Massive explosions shook the Ukrainian capital and other cities during the morning rush hour on Monday in apparent Russian revenge strikes after President Vladimir Putin declared an explosion on the bridge to Crimea to be a terrorist attack.
The attacks were the most intense to hit the Ukrainian capital since the early days of the war and sent residents fleeing for bomb shelters and thick smoke billowing skywards.
Explosions were also reported in Lviv, Ternopil and Zhytomyr in Ukraine's west, and in Dnipro in central Ukraine.
At one of Kyiv's busiest road junctions, a massive crater had been blown in the intersection. Cars were blown out, buildings were damaged and emergency workers were on the scene. Two cars and a van near the crater were completely wrecked, blacked and pitted from shrapnel.
Windows had been blown out of buildings at Kyiv's main Taras Shevchenko University. National Guard troops in full combat gear and carrying assault rifles were lined up outside an education union building.
"The capital is under attack from Russian terrorists! The missiles hit objects in the city centre (in the Shevchenkivskyi district) and in the Solomyanskyi district. The air raids sirens are going off, and therefore the threat, continues," mayor Vitali Klitschko posted on social media.
"The central streets of Kyiv have been blocked by law enforcement officers, rescue services are working."
A spokesperson for the state emergency services said there were dead and wounded, though provided no immediate figures.

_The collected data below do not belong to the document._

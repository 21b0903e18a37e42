//! Declarative component descriptors.
//!
//! A descriptor describes a component's configurations, their artifacts and
//! physical variants in TOML. [`ComponentDescriptor::into_component`] turns it
//! into [`LocalComponentMetadata`] whose variants prepare themselves from the
//! declaration on first use.
//!
//! ```toml
//! graph-variants = ["runtimeElements", "sourcesElements"]   # optional
//!
//! [component]
//! group = "org.example"
//! name = "lib"
//! version = "1.0"
//! project = ":lib"                  # omit for a published module component
//!
//! [[configurations]]
//! name = "runtimeElements"
//! attributes = { usage = "runtime" }
//!
//! [[configurations.artifacts]]
//! name = "lib"
//! type = "jar"
//! extension = "jar"
//! file = "build/libs/lib.jar"
//!
//! [[configurations.variants]]
//! name = "classes"
//! attributes = { artifactType = "classes" }
//! artifacts = [{ name = "main", type = "classes", extension = "" }]
//! ```
//!
//! A configuration that declares no `variants` publishes one implicit physical
//! variant carrying the configuration's own attributes and artifacts.

use super::parser::parse_config;
use crate::core::ConfigError;
use crate::model::{
    ArtifactName, ComponentArtifactMetadata, ComponentId, GraphTraversalVariants,
    ImmutableAttributes, LocalComponentMetadata, LocalConfigurationMetadata, ModuleVersionId,
    PrepareConfiguration, VariantMetadata, VariantResolveId, VariantResolveMetadata, VariantSet,
};
use serde::{Deserialize, Serialize};
use std::collections::{BTreeMap, HashSet};
use std::path::{Path, PathBuf};
use std::sync::Arc;

/// Root of a component descriptor file.
#[derive(Debug, Clone, PartialEq, Eq, Serialize, Deserialize)]
#[serde(deny_unknown_fields, rename_all = "kebab-case")]
pub struct ComponentDescriptor {
    /// Identity of the component
    pub component: ComponentDeclaration,
    /// Names of configurations forming the graph traversal enumeration
    #[serde(default, skip_serializing_if = "Option::is_none")]
    pub graph_variants: Option<Vec<String>>,
    /// Declared configurations
    #[serde(default)]
    pub configurations: Vec<ConfigurationDeclaration>,
}

/// Identity section of a descriptor.
#[derive(Debug, Clone, PartialEq, Eq, Serialize, Deserialize)]
#[serde(deny_unknown_fields)]
pub struct ComponentDeclaration {
    /// Module group
    pub group: String,
    /// Module name
    pub name: String,
    /// Module version
    pub version: String,
    /// Project path, for components built by the current build
    #[serde(default, skip_serializing_if = "Option::is_none")]
    pub project: Option<String>,
    /// Build path of the producing build; defaults to the root build `:`
    #[serde(default, skip_serializing_if = "Option::is_none")]
    pub build: Option<String>,
    /// Component-level attributes
    #[serde(default)]
    pub attributes: BTreeMap<String, String>,
}

/// One declared configuration.
#[derive(Debug, Clone, PartialEq, Eq, Serialize, Deserialize)]
#[serde(deny_unknown_fields)]
pub struct ConfigurationDeclaration {
    /// Configuration name, unique within the component
    pub name: String,
    /// Graph-level attributes
    #[serde(default)]
    pub attributes: BTreeMap<String, String>,
    /// Artifacts of the configuration
    #[serde(default)]
    pub artifacts: Vec<ArtifactDeclaration>,
    /// Physical variants; empty means one implicit variant
    #[serde(default)]
    pub variants: Vec<PhysicalVariantDeclaration>,
}

/// One declared physical variant.
#[derive(Debug, Clone, PartialEq, Eq, Serialize, Deserialize)]
#[serde(deny_unknown_fields)]
pub struct PhysicalVariantDeclaration {
    /// Variant name, unique within its configuration
    pub name: String,
    /// Attributes of the variant
    #[serde(default)]
    pub attributes: BTreeMap<String, String>,
    /// Artifacts of the variant
    #[serde(default)]
    pub artifacts: Vec<ArtifactDeclaration>,
}

/// One declared artifact.
#[derive(Debug, Clone, PartialEq, Eq, Serialize, Deserialize)]
#[serde(deny_unknown_fields)]
pub struct ArtifactDeclaration {
    /// Base name
    pub name: String,
    /// Artifact type; defaults to `jar`
    #[serde(rename = "type", default = "default_artifact_type")]
    pub kind: String,
    /// Extension; defaults to the type
    #[serde(default, skip_serializing_if = "Option::is_none")]
    pub extension: Option<String>,
    /// Optional classifier
    #[serde(default, skip_serializing_if = "Option::is_none")]
    pub classifier: Option<String>,
    /// Build-relative file location
    #[serde(default, skip_serializing_if = "Option::is_none")]
    pub file: Option<PathBuf>,
}

fn default_artifact_type() -> String {
    "jar".to_string()
}

impl ArtifactDeclaration {
    /// The artifact name this declaration describes.
    pub fn artifact_name(&self) -> ArtifactName {
        let extension = self.extension.clone().unwrap_or_else(|| self.kind.clone());
        ArtifactName::new(&self.name, &self.kind, extension, self.classifier.clone())
    }

    fn to_metadata(&self, component: &ComponentId) -> ComponentArtifactMetadata {
        ComponentArtifactMetadata::new(component.clone(), self.artifact_name(), self.file.clone())
    }
}

impl ComponentDescriptor {
    /// Read and validate a descriptor file.
    ///
    /// # Errors
    ///
    /// Any [`ConfigError`] from reading, parsing or validating the file.
    pub fn load(path: &Path) -> Result<Self, ConfigError> {
        let descriptor: Self = parse_config(path)?;
        descriptor.validate()?;
        Ok(descriptor)
    }

    /// Parse and validate a descriptor from a TOML string.
    ///
    /// # Errors
    ///
    /// [`ConfigError::Parse`] or [`ConfigError::Invalid`].
    pub fn from_toml_str(content: &str) -> Result<Self, ConfigError> {
        let descriptor: Self = toml::from_str(content).map_err(|source| ConfigError::Parse {
            path: PathBuf::from("<inline>"),
            source,
        })?;
        descriptor.validate()?;
        Ok(descriptor)
    }

    /// Check name uniqueness and graph variant references.
    ///
    /// # Errors
    ///
    /// [`ConfigError::Invalid`] describing the first problem found.
    pub fn validate(&self) -> Result<(), ConfigError> {
        let mut names = HashSet::new();
        for configuration in &self.configurations {
            if !names.insert(configuration.name.as_str()) {
                return Err(invalid(format!("duplicate configuration '{}'", configuration.name)));
            }
            let mut variant_names = HashSet::new();
            for variant in &configuration.variants {
                if !variant_names.insert(variant.name.as_str()) {
                    return Err(invalid(format!(
                        "duplicate variant '{}' in configuration '{}'",
                        variant.name, configuration.name
                    )));
                }
            }
        }

        for name in self.graph_variants.iter().flatten() {
            if !names.contains(name.as_str()) {
                return Err(invalid(format!(
                    "graph variant '{name}' does not name a declared configuration"
                )));
            }
        }
        Ok(())
    }

    /// Identity of the described component.
    pub fn component_id(&self) -> ComponentId {
        match &self.component.project {
            Some(project) => ComponentId::project(
                self.component.build.clone().unwrap_or_else(|| ":".to_string()),
                project,
            ),
            None => ComponentId::module(self.module_version_id()),
        }
    }

    /// Module coordinate of the described component.
    pub fn module_version_id(&self) -> ModuleVersionId {
        ModuleVersionId::new(&self.component.group, &self.component.name, &self.component.version)
    }

    /// Build component metadata whose variants prepare from this descriptor.
    pub fn into_component(self) -> LocalComponentMetadata {
        let component_id = self.component_id();
        let module_version_id = self.module_version_id();
        let attributes = ImmutableAttributes::from(self.component.attributes);

        let configurations: Vec<Arc<VariantMetadata>> = self
            .configurations
            .into_iter()
            .map(|declaration| {
                let attributes = ImmutableAttributes::from(declaration.attributes.clone());
                let name = declaration.name.clone();
                let preparer = DeclaredConfiguration {
                    component: component_id.clone(),
                    declaration,
                };
                Arc::new(VariantMetadata::new(name, attributes, Arc::new(preparer)))
            })
            .collect();

        let graph_variants = match self.graph_variants {
            Some(names) => GraphTraversalVariants::Present(
                names
                    .iter()
                    .filter_map(|name| configurations.iter().find(|c| c.name() == name))
                    .cloned()
                    .collect(),
            ),
            None => GraphTraversalVariants::Absent,
        };

        LocalComponentMetadata::new(
            module_version_id,
            component_id,
            attributes,
            configurations,
            graph_variants,
        )
    }
}

fn invalid(reason: String) -> ConfigError {
    ConfigError::Invalid {
        reason,
    }
}

/// Prepares a configuration from its declaration.
struct DeclaredConfiguration {
    component: ComponentId,
    declaration: ConfigurationDeclaration,
}

impl PrepareConfiguration for DeclaredConfiguration {
    fn prepare(&self, variant: &VariantMetadata) -> anyhow::Result<LocalConfigurationMetadata> {
        let declaration = &self.declaration;
        let artifacts: Vec<ComponentArtifactMetadata> =
            declaration.artifacts.iter().map(|a| a.to_metadata(&self.component)).collect();

        let variants: VariantSet = if declaration.variants.is_empty() {
            std::iter::once(Arc::new(VariantResolveMetadata::new(
                VariantResolveId::new(&declaration.name),
                &declaration.name,
                variant.attributes().clone(),
                artifacts.clone(),
            )))
            .collect()
        } else {
            declaration
                .variants
                .iter()
                .map(|physical| {
                    Arc::new(VariantResolveMetadata::new(
                        VariantResolveId::new(format!("{}/{}", declaration.name, physical.name)),
                        format!("{} {}", declaration.name, physical.name),
                        variant.attributes().overlay(&ImmutableAttributes::from(
                            physical.attributes.clone(),
                        )),
                        physical.artifacts.iter().map(|a| a.to_metadata(&self.component)).collect(),
                    ))
                })
                .collect()
        };

        Ok(LocalConfigurationMetadata::new(
            &declaration.name,
            variant.attributes().clone(),
            artifacts,
            variants,
        ))
    }
}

Putin said on Sunday that the blast, which damaged the only bridge over the Kerch Strait to the Crimea peninsula, was "an act of terrorism aimed at destroying critically important civilian infrastructure".
"This was devised, carried out and ordered by the Ukrainian special services," he said in a video on the Kremlin's Telegram channel.
Ukraine has not claimed responsibility for the blast but has celebrated it. Senior Russian officials demanded a swift response from the Kremlin ahead of a meeting of Putin's security council on Monday.
The bridge is a major supply route for Russian forces in southern Ukraine and a symbol of Russia's control of Crimea, the peninsula it proclaimed annexed after its troops seized it in 2014.
Russian Security Council Deputy Chairman Dmitry Medvedev said ahead of the meeting that Russia should kill the "terrorists" responsible for the attack.
"Russia can only respond to this crime by directly killing terrorists, as is the custom elsewhere in the world. This is what Russian citizens expect," he was quoted as saying by state news agency Tass.
Alexander Bastrykin, the head of Russia's Investigative Committee, said on Sunday a vehicle had exploded on the bridge causing a fire.
The vehicle had travelled through Bulgaria, Georgia, Armenia, North Ossetia and Russia's Krasnodar region before reaching the bridge, he said. Among those who helped Ukrainian special services prepare the attack were "citizens of Russia and foreign countries," Bastrykin added in the video on the Kremlin's Telegram channel.
Russia's defence ministry said on Saturday its forces in southern Ukraine could be "fully supplied" through existing land and sea routes.
FRESH ATTACK ON ZAPORIZHZHIA
In southeastern Ukraine, Russian shelling overnight destroyed another apartment building in the city of Zaporizhzhia, regional Governor Oleksandr Starukh said early on Monday. At least one person died and five where injured in the attack, a city official said.
The pre-dawn strikes were the third Russian missile attack against apartment buildings in the city in four days. The city, which Russian forces never captured, is the capital of one of four partially occupied regions Russia claims to have annexed this month.
A strike on an apartment in the city on Sunday killed at least 13 people and injured 87 others, including 10 children, according to Ukrainian officials. Ukrainian President Volodymyr Zelenskiy condemned that attack as "absolute evil".
"This was a deliberate hit. Whoever gave the order and whoever carried it out knew what they were targeting," he said in a video address.
Russia denies targeting civilians. Vladimir Rogov, an official in the Russian-installed administration in Zaporizhzhia, said without evidence that Ukrainian forces had shelled the city for "propaganda purposes".
Russia has faced major setbacks on the battlefield since the start of September, with Ukrainian forces bursting through the front lines and recapturing territory in the northeast and the south.
Putin responded to the losses by ordering a mobilisation of hundreds of thousands of reservists, proclaiming the annexation of occupied territory and threatening repeatedly to use nuclear weapons.
Russian troops are focusing their efforts on the eastern town of Bakhmut, having advanced up to 2 km (1.2 miles) towards the town over the last week, a British intelligence update said on Monday.